S1P/S1PR3 signaling facilitates proliferation and suppresses apoptosis of OS cells in vitro. a and b. Dose-dependent effects of S1P in the proliferation capability of MNNG-HOS and U-2OS cells using the cell counting kit (CCK)-8 assay. Values are means ± SD, *p < .05, (50 nM, 100 nM and 200 nM vs 0 nM); #p < .05 (100 nM vs 200 nM); non sensual (ns), p > .05 (Student's t-test). c and d. Knockdown of S1PR3 suppressed proliferation capability of MNNG-HOS and U-2OS cells using the CCK-8 assay. Values are means ± SD, **p < .01, ***p < .001 (Student's t-test). e. Knockdown of S1PR3 suppressed proliferation of OS cells (MNNG-HOS and U-2OS) using colony formation assay. Representative photographs of the colony formation assay were shown in the left panel. Scale bars = 5 mm. Values are means ± SD, **p < .01, ***p < .001 (Student's t-test). f and g. Knockdown of S1PR3 significantly induces apoptosis of MNNG-HOS and U-2OS cells. Values are means ± SD, ***p < .001 (Student's t-test).
Supplementary Fig. 2.
a. Interference efficacy of sh-RNA targeting of S1PR3 in MNNG-HOS and U-2OS cells was determined by western blotting.
Fig. 3.
S1PR3 facilitates OS proliferation in vivo and promotes the aerobic glycolysis in OS cells. a. Morphologic characteristics of xenograft tumors from MNNG-HOS/sh-Control group and MNNG-HOS/sh-S1PR3 group (n = 5). Scale bars = 1 cm. b. The tumor volumes were measured with calipers every 5 days. Values are means ± SD, *p < .05 (Student's t-test). c. Tumor weights in 20 day were measured in each group. The median, upper and lower quartiles were plotted, and the whiskers that extend from each box indicate the range values that were outside of the intra-quartile range. n = 5, **p < .01 (Student's t-test). d. Tumor volumes in 20 day were measured in each group. The median, upper and lower quartiles were plotted, and the whiskers that extend from each box indicate the range values that were outside of the intra-quartile range. n = 5, *p < .05 (Student's t-test). e. Representative images of Ki67 and TUNEL staining in xenograft tumors from sh-S1PR3 and sh-Control mice. A TUNEL positive cell is indicated (arrow). f. Representative GO (GO: biological process) categories affected by S1PR3 knock-down in MNNG-HOS cells. g. Gene set enrichment analysis (GSEA) using hallmark gene sets was performed to compare the MNNG-HOS sh-NC group and sh-S1PR3 group. NES, normalized enrichment score. h and i. Extracellular acidification rate (ECAR) and O2 consumption rate (OCR) of MNNG-HOS and U-2OS cells in sh-Control and sh-S1PR3 group was detected. O: Oligomycin, F: FCCP, A&R: antimycin A/rotenone, Glc: glucose, Oligo: oligomycin, 2-DG: 2-deoxy-d-glucose. Values are means ± SD.

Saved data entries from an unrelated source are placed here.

//! プローブ結果の分類
//!
//! 優先順位: 接続失敗 → タイムアウト → その他の例外 → 200以外 → 不正/失敗エンベロープ → 成功

use quiz_api_tester_common::Envelope;
use std::time::Duration;
use thiserror::Error;

/// エラー本文の抜粋として表示する最大文字数
pub const BODY_EXCERPT_MAX_CHARS: usize = 200;

/// プローブ失敗の種別
#[derive(Debug, Clone, PartialEq, Eq, Error)]
pub enum ProbeFailure {
    /// サーバーに接続できない
    #[error("Connection error - is the server running?")]
    Connection,

    /// タイムアウト内に応答がない
    #[error("Timeout - server took too long to respond")]
    Timeout,

    /// その他のリクエスト失敗
    #[error("Unexpected error: {0}")]
    Unexpected(String),

    /// 200以外のステータス
    #[error("HTTP error {status}: {excerpt}")]
    HttpStatus {
        /// ステータスコード
        status: u16,
        /// 本文の先頭（最大200文字）
        excerpt: String,
    },

    /// 200だがJSONとして読めない
    #[error("Invalid response body: {0}")]
    InvalidBody(String),

    /// `success` が偽
    #[error("API returned error: {0}")]
    Unsuccessful(String),
}

/// 1回のプローブの結果
#[derive(Debug, Clone, PartialEq)]
pub struct ProbeOutcome {
    /// リクエストURL
    pub url: String,
    /// 受信したステータスコード（応答がなければ None）
    pub status_code: Option<u16>,
    /// 経過時間（表示専用）
    pub elapsed: Duration,
    /// 失敗理由（成功時は None）
    pub failure: Option<ProbeFailure>,
    /// パース済みの本文
    pub payload: Option<Envelope>,
}

impl ProbeOutcome {
    /// 応答を受け取れなかった失敗
    pub fn unreachable(url: String, elapsed: Duration, failure: ProbeFailure) -> Self {
        Self {
            url,
            status_code: None,
            elapsed,
            failure: Some(failure),
            payload: None,
        }
    }

    /// 受信した応答を分類して作成
    pub fn from_response(url: String, elapsed: Duration, status: u16, body: &str) -> Self {
        let (failure, payload) = classify_response(status, body);
        Self {
            url,
            status_code: Some(status),
            elapsed,
            failure,
            payload,
        }
    }

    /// 成功したか
    pub fn is_success(&self) -> bool {
        self.failure.is_none()
    }

    /// 成功時の `data` 件数（失敗時は0）
    pub fn data_count(&self) -> usize {
        match (&self.failure, &self.payload) {
            (None, Some(envelope)) => envelope.record_count(),
            _ => 0,
        }
    }
}

/// 送信エラーを分類
pub fn classify_transport_error(err: &reqwest::Error) -> ProbeFailure {
    // 接続段階のタイムアウトは接続失敗として扱う
    if err.is_connect() {
        ProbeFailure::Connection
    } else if err.is_timeout() {
        ProbeFailure::Timeout
    } else {
        ProbeFailure::Unexpected(err.to_string())
    }
}

/// ステータスと本文から成否を判定
///
/// 200以外はペイロードなし。`success` が偽のエンベロープはペイロードを保持したまま失敗とする。
pub fn classify_response(status: u16, body: &str) -> (Option<ProbeFailure>, Option<Envelope>) {
    if status != 200 {
        return (
            Some(ProbeFailure::HttpStatus {
                status,
                excerpt: truncate_chars(body, BODY_EXCERPT_MAX_CHARS),
            }),
            None,
        );
    }

    match Envelope::parse(body) {
        Err(e) => (Some(ProbeFailure::InvalidBody(e.to_string())), None),
        Ok(envelope) if envelope.is_success() => (None, Some(envelope)),
        Ok(envelope) => (
            Some(ProbeFailure::Unsuccessful(envelope.as_value().to_string())),
            Some(envelope),
        ),
    }
}

/// 先頭 `max` 文字（バイトではなく文字単位）
pub fn truncate_chars(text: &str, max: usize) -> String {
    text.chars().take(max).collect()
}
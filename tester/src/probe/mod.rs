//! エンドポイントプローブ
//!
//! 固定エンドポイント群へGETを1回ずつ送り、結果を分類・表示する。
//! プローブは常に1件ずつ順番に実行し、並列化しない。

/// テスター本体
pub mod checker;
/// 応答の分類
pub mod classify;

pub use checker::ApiTester;
pub use classify::{ProbeFailure, ProbeOutcome};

3.3. S1P/S1PR3 axis promotes the aerobic glycolysis in OS cells
To further explore the role of S1PR3 in OS, we set enrichment analysis (GSEA) based on the results of RNA sequencing for gene. Our data implied that genes involved in the glycolysis pathway were particularly enriched in the control MNNG-HOS group, suggesting the potential regulatory roles of S1PR3 in glucose metabolism (Fig. 3g). The Warburg effect was the phenomenon in which cancer cells predominantly generate energy through aerobic glycolysis rather than by oxidative phosphorylation (OXPHOS) [23]. It had been widely approbated that the Warburg effect leads to the promotion of survival and apoptosis inhibition in tumors [24]. We then explored if S1P/S1PR3 axis regulated the aerobic glycolysis in OS. As shown in Fig. 3h and i, we observed a reduction in the glycolytic rate (ECAR) following the S1PR3-shRNA treatment of MNNG-HOS and U-2OS cells. In contrast, the mitochondrial respiration (OCR) increased when S1PR3 was depleted in OS cells (Fig. 3h and i). Taken together, we suggested that the S1P/S1PR3 axis devoted to the activation of the Warburg effect in OS cells.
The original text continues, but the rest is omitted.